That was BenDerDonDat's question during the game thread, one we unfortunately don't have an immediate answer for.
Teams like the Hornets aren't really supposed to exist at the professional level. A terrible basketball team, despite all of the hustle in the world, should get blown out. With regularity.
And it's not that this current side isn't terrible. I haven't seen a team make these types of turnovers, consistently, in a long while. The same players moving on screens, the same guys randomly choosing to pick up their dribble at half court, the same Aminu being freshly introduced to "dribbling" on a nightly basis. Assuming the first few teams the franchise put together get a pass, this is arguably the worst edition of the Hornets ever.
But for yet another game, the Hornets went up against a strong team (one that's supposedly the favorite to win the conference) and kept it close. It's an indictment of how awful Russell Westbrook was certainly, but it also fits within the larger Hornets schema - these guys won't get blown out often. They simply rebound too well (collecting 86% of all available defensive rebounds tonight) and fight too hard on defense (holding OKC to 3 points/100 poss. below their season average) to allow their utterly despicable offense to dictate final score lines.
It's what makes the Hornets a rather unique terrible team. After tonight, New Orleans pulls within a half game of the league's worst record, but the two teams ahead of them, Charlotte and Washington, boast efficiency differentials of negative 11.9 and 9.1. The Hornets are at negative 4.9, only the seventh worst mark in the league. Whether this portends good or bad things for the future is your call. Some game notes after the jump.
- Gustavo Ayon is really pretty good. His one mistake - traveling late in the fourth quarter - actually came at the end of a nice up fake sequence where he simply ran out of moves to string together. He otherwise hit 8 of his 10 shots, showing a very nice back-to-basket game and mid-range jumper, two things he hasn't yet had the opportunity to showcase.
- Both benches were very instrumental to the final outcome. The Thunder's second unit display was more of a one man show, with James Harden scoring 18 points on just 5 field goal attempts; the Hornets' was more balanced, with Ayon's 16, Carl Landry's 15, and Al-Farouq Aminu's 11.
- Speaking of the bench, Chris Kaman was a fully healthy scratch for New Orleans. A trade could be on the cards, and Paul Sondhi outlined a few options yesterday.
- I just have zero idea what to think of Aminu. He can't dribble. This is a fact. His best drive to the hoop came as a result of him losing the ball mid-dribble, thereby confusing his defender. He's more of a trainwreck with the ball than Julian Wright. But at the same time.. that step back fadeaway. His touch around the hoop. His activity on the glass. These are things that are just as real as his total inability to dribble a basketball, and they shone a bit more brightly than normally tonight.

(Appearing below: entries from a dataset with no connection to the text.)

//! `PostgreSQL` implementation of the tracker store.
//!
//! Units of work run in `SERIALIZABLE` transactions on a pooled connection
//! inside `spawn_blocking`. Serialization failures surface as
//! [`TrackerStoreError::Contention`].

use super::{
    models::{
        CommentRow, DocumentRow, EpicRow, MembershipRow, ProjectRow, SprintRow, StoryRow,
    },
    schema::{comments, documents, epics, projects, sprint_memberships, sprints, stories},
};
use crate::tracker::{
    domain::{
        Assignee, Comment, CommentAuthor, CommentId, CommentTarget, CommentText, Document,
        DocumentFilter, DocumentId, DocumentKind, Epic, EpicFilter, EpicId, NewComment,
        NewDocument, NewEpic, NewProject, NewSprint, NewStory, PersistedCommentData,
        PersistedDocumentData, PersistedEpicData, PersistedProjectData, PersistedSprintData,
        PersistedStoryData, Priority, Project, ProjectId, ProjectName, Sprint, SprintId,
        SprintMembership, SprintName, SprintStatus, Story, StoryDescription, StoryFilter,
        StoryId, StoryPoints, Title, WorkflowStatus,
    },
    ports::{TrackerStore, TrackerStoreError, TrackerStoreResult, TrackerTransaction},
};
use async_trait::async_trait;
use diesel::connection::SimpleConnection;
use diesel::pg::PgConnection;
use diesel::prelude::*;
use diesel::r2d2::{ConnectionManager, Pool};
use diesel::result::{DatabaseErrorInformation, DatabaseErrorKind, Error as DieselError};
use uuid::Uuid;

/// `PostgreSQL` connection pool type used by the tracker store.
pub type TrackerPgPool = Pool<ConnectionManager<PgConnection>>;

/// Idempotent DDL for every tracker table.
pub const SCHEMA_SQL: &str =
    include_str!("../../../../migrations/2026-10-01-000000_create_tracker_tables/up.sql");

const PROJECT_NAME_UNIQUE: &str = "idx_projects_name_unique";
const MEMBERSHIP_PKEY: &str = "sprint_memberships_pkey";

/// `PostgreSQL`-backed tracker store.
#[derive(Debug, Clone)]
pub struct PostgresTrackerStore {
    pool: TrackerPgPool,
}

impl PostgresTrackerStore {
    /// Creates a new store from a `PostgreSQL` connection pool.
    #[must_use]
    pub const fn new(pool: TrackerPgPool) -> Self {
        Self { pool }
    }

    /// Creates any missing tracker tables and indexes.
    ///
    /// # Errors
    ///
    /// Returns [`TrackerStoreError::Persistence`] when the DDL cannot be
    /// applied.
    pub async fn ensure_schema(&self) -> TrackerStoreResult<()> {
        let pool = self.pool.clone();
        tokio::task::spawn_blocking(move || {
            let mut connection = pool.get().map_err(TrackerStoreError::persistence)?;
            connection.batch_execute(SCHEMA_SQL).map_err(store_error)
        })
        .await
        .map_err(TrackerStoreError::persistence)?
    }
}

/// Failure of a unit of work or of the surrounding database transaction.
enum TxFailure<E> {
    Work(E),
    Database(DieselError),
}

impl<E> From<DieselError> for TxFailure<E> {
    fn from(err: DieselError) -> Self {
        Self::Database(err)
    }
}

#[async_trait]
impl TrackerStore for PostgresTrackerStore {
    async fn transaction<T, E, F>(&self, work: F) -> Result<T, E>
    where
        F: FnOnce(&mut dyn TrackerTransaction) -> Result<T, E> + Send + 'static,
        T: Send + 'static,
        E: From<TrackerStoreError> + Send + 'static,
    {
        let pool = self.pool.clone();
        tokio::task::spawn_blocking(move || {
            let mut connection = pool
                .get()
                .map_err(|err| E::from(TrackerStoreError::persistence(err)))?;
            connection
                .build_transaction()
                .serializable()
                .run::<T, TxFailure<E>, _>(|conn| {
                    work(&mut PgTransaction { connection: conn }).map_err(TxFailure::Work)
                })
                .map_err(|failure| match failure {
                    TxFailure::Work(err) => err,
                    TxFailure::Database(err) => E::from(store_error(err)),
                })
        })
        .await
        .map_err(|err| E::from(TrackerStoreError::persistence(err)))?
    }
}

- Marco Belinelli was repeatedly burned off the ball defensively and missed almost everything. Xavier Henry's debut didn't see him earn too many minutes, but I don't think an immediate switching of the two players' roles would be overly drastic. Trevor Ariza had a similarly horrific offensive line (1 for 8), not converting his first basket until late in the fourth quarter
- Late game rotations were again weird, but at this point, the Hornets are more an on-court science experiment than an actual basketball team.
- Oh yeah, Eric Gordon was supposed to be signed today, or something?